Why N+1 Queries Keep Reaching Production
N+1 problems survive longer than they should because they rarely break correctness first. They break cost, latency, and scale.
A typical flow looks safe in code review:
- load a list of parent entities
- access a lazy collection or related entity inside a loop
- serialize the result into a response
The endpoint still returns 200 OK. The data looks right. The unit tests stay green because repositories and external dependencies are mocked. But in production, the request does this:
- 1 query to load the parent list
- N more queries to load each child or nested relation
At small volume, this looks like a non-event. Under real load, it becomes:
- slow endpoints
- high database CPU
- connection pool pressure
- noisy latency spikes
- unexpected cloud cost
That is why N+1 is a runtime problem first. You need visibility into the actual SQL sequence, not just the Java code.
What an N+1 Query Looks Like in Spring Boot
The classic pattern appears in JPA/Hibernate-backed Spring Boot services.
Imagine a Student entity with a lazy association to courses:
@Entity
public class Student {
@Id
private Long id;
private String firstName;
private String lastName;
@ManyToMany(fetch = FetchType.LAZY)
@JoinTable(
name = "enrollment",
joinColumns = @JoinColumn(name = "student_id"),
inverseJoinColumns = @JoinColumn(name = "course_id")
)
private List<Course> courses;
}
And a service like this:
public List<StudentDto> getStudents() {
return studentRepository.findAll().stream()
.map(studentMapper::toDto)
.toList();
}
If studentMapper::toDto touches student.getCourses() and each course touches course.getTeacher(), Hibernate may execute:
- 1 query for all students
- 1 query per student for courses
- 1 query per course set for teacher data
The code looks harmless.
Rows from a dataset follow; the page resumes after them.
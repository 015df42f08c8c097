// Copyright 2024 Felix Engl
//
// Licensed under the Apache License, Version 2.0 (the "License");
// you may not use this file except in compliance with the License.
// You may obtain a copy of the License at
//
//     http://www.apache.org/licenses/LICENSE-2.0
//
// Unless required by applicable law or agreed to in writing, software
// distributed under the License is distributed on an "AS IS" BASIS,
// WITHOUT WARRANTIES OR CONDITIONS OF ANY KIND, either express or implied.
// See the License for the specific language governing permissions and
// limitations under the License.


use crate::config::Configs;
use log::LevelFilter;
use log4rs::append::console::{ConsoleAppender, Target};
use log4rs::append::file::FileAppender;
use log4rs::config::{Appender, Logger, Root};
use log4rs::encode::pattern::PatternEncoder;
use log4rs::Config;

const LOG_PATTERN: &str = "{l}@Thread{I} - {d} - {m}{n}";

/// Configure the logging. Console logs go to stderr, stdout carries the uris.
pub fn configure_logging(configs: &Configs) -> anyhow::Result<()> {
    let config = Config::builder();

    let config = if configs.system.log_to_file {
        eprintln!("Logging to {}!", configs.system.log_file);
        let file_logger = FileAppender::builder()
            .encoder(Box::new(PatternEncoder::new(LOG_PATTERN)))
            .build(&configs.system.log_file)?;
        config.appender(Appender::builder().build("out", Box::new(file_logger)))
    } else {
        let console_logger = ConsoleAppender::builder()
            .target(Target::Stderr)
            .encoder(Box::new(PatternEncoder::new(LOG_PATTERN)))
            .build();
        config.appender(Appender::builder().build("out", Box::new(console_logger)))
    };

    let config = config
        .logger(Logger::builder().build("uri_uniq", configs.system.log_level))
        .build(Root::builder().appender("out").build(LevelFilter::Warn))?;

    log4rs::init_config(config)?;
    Ok(())
}
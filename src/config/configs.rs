// Copyright 2024 Felix Engl
//
// Licensed under the Apache License, Version 2.0 (the "License");
// you may not use this file except in compliance with the License.
// You may obtain a copy of the License at
//
//     http://www.apache.org/licenses/LICENSE-2.0
//
// Unless required by applicable law or agreed to in writing, software
// distributed under the License is distributed on an "AS IS" BASIS,
// WITHOUT WARRANTIES OR CONDITIONS OF ANY KIND, either express or implied.
// See the License for the specific language governing permissions and
// limitations under the License.


use crate::config::{SystemConfig, UniqFilterConfig};
use camino::Utf8Path;
use config::Config;
use serde::{Deserialize, Serialize};

/// Prefix of the environment variables overriding the config, e.g. URI_UNIQ.FILTER.BACKEND
pub const ENV_PREFIX: &str = "URI_UNIQ";

/// A collection of all configs of the filter process.
#[derive(Debug, Default, Clone, Serialize, Deserialize, PartialEq)]
#[serde(rename(serialize = "Config"))]
pub struct Configs {
    #[serde(default)]
    pub system: SystemConfig,
    #[serde(default)]
    pub filter: UniqFilterConfig,
}

impl Configs {
    pub fn new(system: SystemConfig, filter: UniqFilterConfig) -> Self {
        Self { system, filter }
    }

    /// Loads `uri_uniq` or `config` from [folder], overridden by the environment.
    pub fn load_from<P: AsRef<Utf8Path>>(folder: P) -> Result<Self, config::ConfigError> {
        Config::builder()
            .add_source(config::File::with_name("./config").required(false))
            .add_source(config::File::with_name("./uri_uniq").required(false))
            .add_source(
                config::File::with_name(folder.as_ref().join("uri_uniq").as_str()).required(false),
            )
            .add_source(
                config::File::with_name(folder.as_ref().join("config").as_str()).required(false),
            )
            .add_source(config::Environment::with_prefix(ENV_PREFIX).separator("."))
            .build()?
            .try_deserialize()
    }

    pub fn discover_or_default() -> Result<Self, config::ConfigError> {
        match Config::builder()
            .add_source(config::File::with_name("./uri_uniq"))
            .add_source(config::File::with_name("./uri_uniq/config"))
            .add_source(config::Environment::with_prefix(ENV_PREFIX).separator("."))
            .build()
        {
            Ok(value) => value.try_deserialize(),
            Err(_) => Ok(Default::default()),
        }
    }

    pub fn discover() -> Result<Self, config::ConfigError> {
        Config::builder()
            .add_source(config::File::with_name("uri_uniq/config"))
            .add_source(config::Environment::with_prefix(ENV_PREFIX).separator("."))
            .build()?
            .try_deserialize()
    }
}
// Copyright 2024 Felix Engl
//
// Licensed under the Apache License, Version 2.0 (the "License");
// you may not use this file except in compliance with the License.
// You may obtain a copy of the License at
//
//     http://www.apache.org/licenses/LICENSE-2.0
//
// Unless required by applicable law or agreed to in writing, software
// distributed under the License is distributed on an "AS IS" BASIS,
// WITHOUT WARRANTIES OR CONDITIONS OF ANY KIND, either express or implied.
// See the License for the specific language governing permissions and
// limitations under the License.

use crate::fpset::{ClockCache, DiskFpSet, FingerprintSet, FpSetError};
use camino::Utf8Path;

/// A [DiskFpSet] fronted by a [ClockCache].
///
/// The disk is authoritative, the cache only ever holds fingerprints that are
/// on the disk as well. A cache miss therefore always falls through to the disk.
#[derive(Debug)]
pub struct CachedDiskFpSet {
    disk: DiskFpSet,
    cache: ClockCache,
    cache_hits: u64,
    disk_hits: u64,
}

impl CachedDiskFpSet {
    pub fn new(disk: DiskFpSet, cache: ClockCache) -> Self {
        Self {
            disk,
            cache,
            cache_hits: 0,
            disk_hits: 0,
        }
    }

    /// Creates a fresh disk table at [path] and a cache with its own dimensions.
    pub fn create(
        path: impl AsRef<Utf8Path>,
        capacity_power_of_two: u32,
        load_factor: f32,
        cache_capacity_power_of_two: u32,
        cache_load_factor: f32,
    ) -> Result<Self, FpSetError> {
        let cache = ClockCache::new(cache_capacity_power_of_two, cache_load_factor)?;
        let disk = DiskFpSet::create(path, capacity_power_of_two, load_factor)?;
        Ok(Self::new(disk, cache))
    }

    pub fn disk(&self) -> &DiskFpSet {
        &self.disk
    }

    pub fn cache(&self) -> &ClockCache {
        &self.cache
    }

    /// Lookups answered by the cache.
    pub fn cache_hits(&self) -> u64 {
        self.cache_hits
    }

    /// Lookups that missed the cache but found the fingerprint on disk.
    pub fn disk_hits(&self) -> u64 {
        self.disk_hits
    }
}

impl FingerprintSet for CachedDiskFpSet {
    fn contains(&mut self, fp: u64) -> Result<bool, FpSetError> {
        if self.cache.contains(fp)? {
            self.cache_hits += 1;
            return Ok(true);
        }
        if self.disk.contains(fp)? {
            self.disk_hits += 1;
            self.cache.add(fp)?;
            return Ok(true);
        }
        Ok(false)
    }

    fn add(&mut self, fp: u64) -> Result<bool, FpSetError> {
        if self.cache.contains(fp)? {
            self.cache_hits += 1;
            return Ok(false);
        }
        let added = self.disk.add(fp)?;
        self.cache.add(fp)?;
        Ok(added)
    }

    fn remove(&mut self, fp: u64) -> Result<bool, FpSetError> {
        let removed = self.disk.remove(fp)?;
        self.cache.remove(fp)?;
        Ok(removed)
    }

    fn count(&self) -> u64 {
        self.disk.count()
    }

    fn quick_contains(&mut self, fp: u64) -> bool {
        self.cache.quick_contains(fp)
    }

    fn flush(&mut self) -> Result<(), FpSetError> {
        self.disk.flush()
    }
}

#[cfg(test)]
mod test {
    use super::*;
    use camino_tempfile::Utf8TempDir;
    use rand::rngs::StdRng;
    use rand::{Rng, SeedableRng};
    use std::collections::HashSet;

    #[test]
    fn finds_evicted_entries_on_disk() {
        let dir = Utf8TempDir::new().unwrap();
        let mut set =
            CachedDiskFpSet::create(dir.path().join("cached.fps"), 4, 0.75, 3, 0.5).unwrap();
        let mut rng = StdRng::seed_from_u64(5);
        let values: Vec<u64> = (0..200).map(|_| rng.gen()).collect();
        for &value in &values {
            assert!(set.add(value).unwrap());
        }
        assert_eq!(set.count(), 200);
        assert!(set.cache().count() <= 4);
        assert!(set.cache().evictions() > 0);
        for &value in &values {
            assert!(set.contains(value).unwrap());
        }
        assert!(set.disk_hits() > 0);
    }

    #[test]
    fn promotes_disk_hits_into_the_cache() {
        let dir = Utf8TempDir::new().unwrap();
        let mut set =
            CachedDiskFpSet::create(dir.path().join("promote.fps"), 4, 0.75, 3, 0.5).unwrap();
        for value in 1..=6u64 {
            set.add(value << 58).unwrap();
        }
        let evicted = (1..=6u64)
            .map(|value| value << 58)
            .find(|&value| !set.quick_contains(value))
            .unwrap();
        assert!(set.contains(evicted).unwrap());
        assert!(set.quick_contains(evicted));
    }

    #[test]
    fn never_invents_or_loses_entries() {
        let dir = Utf8TempDir::new().unwrap();
        let mut set =
            CachedDiskFpSet::create(dir.path().join("sound.fps"), 3, 0.5, 3, 0.5).unwrap();
        let mut reference = HashSet::new();
        let mut rng = StdRng::seed_from_u64(99);
        for _ in 0..4000 {
            let value: u64 = (rng.gen_range(0u64..16) << 60) | rng.gen_range(0u64..32);
            match rng.gen_range(0..4) {
                0 => assert_eq!(set.remove(value).unwrap(), reference.remove(&value)),
                1 => assert_eq!(set.contains(value).unwrap(), reference.contains(&value)),
                _ => assert_eq!(set.add(value).unwrap(), reference.insert(value)),
            }
            assert_eq!(set.count(), reference.len() as u64);
        }
        for value in 0..16u64 {
            for low in 0..32u64 {
                let probe = (value << 60) | low;
                assert_eq!(set.contains(probe).unwrap(), reference.contains(&probe));
            }
        }
    }

    #[test]
    fn quick_contains_does_not_heat_the_cache() {
        let dir = Utf8TempDir::new().unwrap();
        let mut set =
            CachedDiskFpSet::create(dir.path().join("quick.fps"), 4, 0.75, 4, 0.5).unwrap();
        set.add(5 << 60).unwrap();
        for _ in 0..20 {
            assert!(set.quick_contains(5 << 60));
        }
        assert_eq!(set.cache().references(5 << 60), Some(1));
        assert_eq!(set.cache_hits(), 0);
    }

    #[test]
    fn removes_from_both() {
        let dir = Utf8TempDir::new().unwrap();
        let mut set =
            CachedDiskFpSet::create(dir.path().join("both.fps"), 4, 0.75, 4, 0.5).unwrap();
        set.add(77).unwrap();
        assert!(set.quick_contains(77));
        assert!(set.remove(77).unwrap());
        assert!(!set.quick_contains(77));
        assert!(!set.contains(77).unwrap());
        assert_eq!(set.disk().count(), 0);
    }
}
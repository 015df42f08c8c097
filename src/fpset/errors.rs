// Copyright 2024 Felix Engl
//
// Licensed under the Apache License, Version 2.0 (the "License");
// you may not use this file except in compliance with the License.
// You may obtain a copy of the License at
//
//     http://www.apache.org/licenses/LICENSE-2.0
//
// Unless required by applicable law or agreed to in writing, software
// distributed under the License is distributed on an "AS IS" BASIS,
// WITHOUT WARRANTIES OR CONDITIONS OF ANY KIND, either express or implied.
// See the License for the specific language governing permissions and
// limitations under the License.

use crate::io::ErrorWithPath;
use std::collections::TryReserveError;
use thiserror::Error;

/// The errors of a [super::FingerprintSet]
#[derive(Debug, Error)]
pub enum FpSetError {
    #[error(transparent)]
    Io(#[from] ErrorWithPath),
    #[error("The operation {operation} is not supported by the {backend}.")]
    Unsupported {
        operation: &'static str,
        backend: &'static str,
    },
    #[error("The capacity exponent {0} is outside of 1..={1}.")]
    InvalidCapacity(u32, u32),
    #[error("The load factor {0} is outside of (0, 1).")]
    InvalidLoadFactor(f32),
    #[error("A load factor of {load_factor} leaves no usable slot in a table with 2^{capacity_power_of_two} slots.")]
    NoUsableSlots {
        capacity_power_of_two: u32,
        load_factor: f32,
    },
    #[error("A bloom filter needs at least one expected element and 1..=64 hash functions, got n={expected_elements} and d={hash_functions}.")]
    InvalidBloomParameters {
        expected_elements: u64,
        hash_functions: u32,
    },
    #[error("Can not grow a table with 2^{0} slots any further.")]
    CapacityExhausted(u32),
    #[error("Probed all {0} slots without finding a free one.")]
    TableFull(u64),
    #[error("Failed to allocate {slots} slots in memory: {source}")]
    AllocationFailed {
        slots: u64,
        #[source]
        source: TryReserveError,
    },
}

impl FpSetError {
    /// Returns true if the error was caused by the backing storage and not by a misuse.
    pub fn is_io(&self) -> bool {
        matches!(self, Self::Io(_))
    }
}
// Copyright 2024 Felix Engl
//
// Licensed under the Apache License, Version 2.0 (the "License");
// you may not use this file except in compliance with the License.
// You may obtain a copy of the License at
//
//     http://www.apache.org/licenses/LICENSE-2.0
//
// Unless required by applicable law or agreed to in writing, software
// distributed under the License is distributed on an "AS IS" BASIS,
// WITHOUT WARRANTIES OR CONDITIONS OF ANY KIND, either express or implied.
// See the License for the specific language governing permissions and
// limitations under the License.

use crate::fpset::FpSetError;

/// A set of 64-bit fingerprints.
///
/// None of the implementations are synchronized. Every mutating call takes
/// `&mut self`, lookups too, because caches and disk cursors change on reads.
pub trait FingerprintSet {
    /// Returns true if [fp] is in the set.
    fn contains(&mut self, fp: u64) -> Result<bool, FpSetError>;

    /// Adds [fp]. Returns true iff it was not present before.
    fn add(&mut self, fp: u64) -> Result<bool, FpSetError>;

    /// Removes [fp]. Returns true iff it was present.
    fn remove(&mut self, fp: u64) -> Result<bool, FpSetError>;

    /// The number of fingerprints in the set.
    fn count(&self) -> u64;

    /// A cheap check without touching slow storage.
    /// `true` is definitive, `false` only means "unknown".
    fn quick_contains(&mut self, _fp: u64) -> bool {
        false
    }

    /// Writes everything buffered to the backing storage.
    fn flush(&mut self) -> Result<(), FpSetError> {
        Ok(())
    }
}

impl<T: FingerprintSet + ?Sized> FingerprintSet for Box<T> {
    fn contains(&mut self, fp: u64) -> Result<bool, FpSetError> {
        (**self).contains(fp)
    }

    fn add(&mut self, fp: u64) -> Result<bool, FpSetError> {
        (**self).add(fp)
    }

    fn remove(&mut self, fp: u64) -> Result<bool, FpSetError> {
        (**self).remove(fp)
    }

    fn count(&self) -> u64 {
        (**self).count()
    }

    fn quick_contains(&mut self, fp: u64) -> bool {
        (**self).quick_contains(fp)
    }

    fn flush(&mut self) -> Result<(), FpSetError> {
        (**self).flush()
    }
}
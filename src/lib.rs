// Copyright 2024 Felix Engl
//
// Licensed under the Apache License, Version 2.0 (the "License");
// you may not use this file except in compliance with the License.
// You may obtain a copy of the License at
//
//     http://www.apache.org/licenses/LICENSE-2.0
//
// Unless required by applicable law or agreed to in writing, software
// distributed under the License is distributed on an "AS IS" BASIS,
// WITHOUT WARRANTIES OR CONDITIONS OF ANY KIND, either express or implied.
// See the License for the specific language governing permissions and
// limitations under the License.


//! Filters already seen uris out of a stream of uris.
//!
//! A [uniq::UriUniqFilter] remembers the uris it has seen in one of the
//! [fpset] stores and hands every new one to a [uniq::UriReceiver].

pub mod app;
pub mod config;
pub mod fingerprint;
pub mod fpset;
pub mod io;
pub mod uniq;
The database says otherwise.
A Real Runtime Pattern
This is the kind of shape BitDive sees in traces:
SELECT * FROM student;
SELECT c.*, t.*
FROM enrollment e
JOIN course c ON c.id = e.course_id
LEFT JOIN teacher t ON t.id = c.teacher_id
WHERE e.student_id = ?;
SELECT c.*, t.*
FROM enrollment e
JOIN course c ON c.id = e.course_id
LEFT JOIN teacher t ON t.id = c.teacher_id
WHERE e.student_id = ?;
SELECT c.*, t.*
FROM enrollment e
JOIN course c ON c.id = e.course_id
LEFT JOIN teacher t ON t.id = c.teacher_id
WHERE e.student_id = ?;
Same query shape, different bind parameter. Repeated dozens or hundreds of times inside one request. That is the signature.
How to Detect N+1 Queries Before Production
1. Count SQL Queries Per Request, Not Per Test Suite
The right unit of analysis is one business request.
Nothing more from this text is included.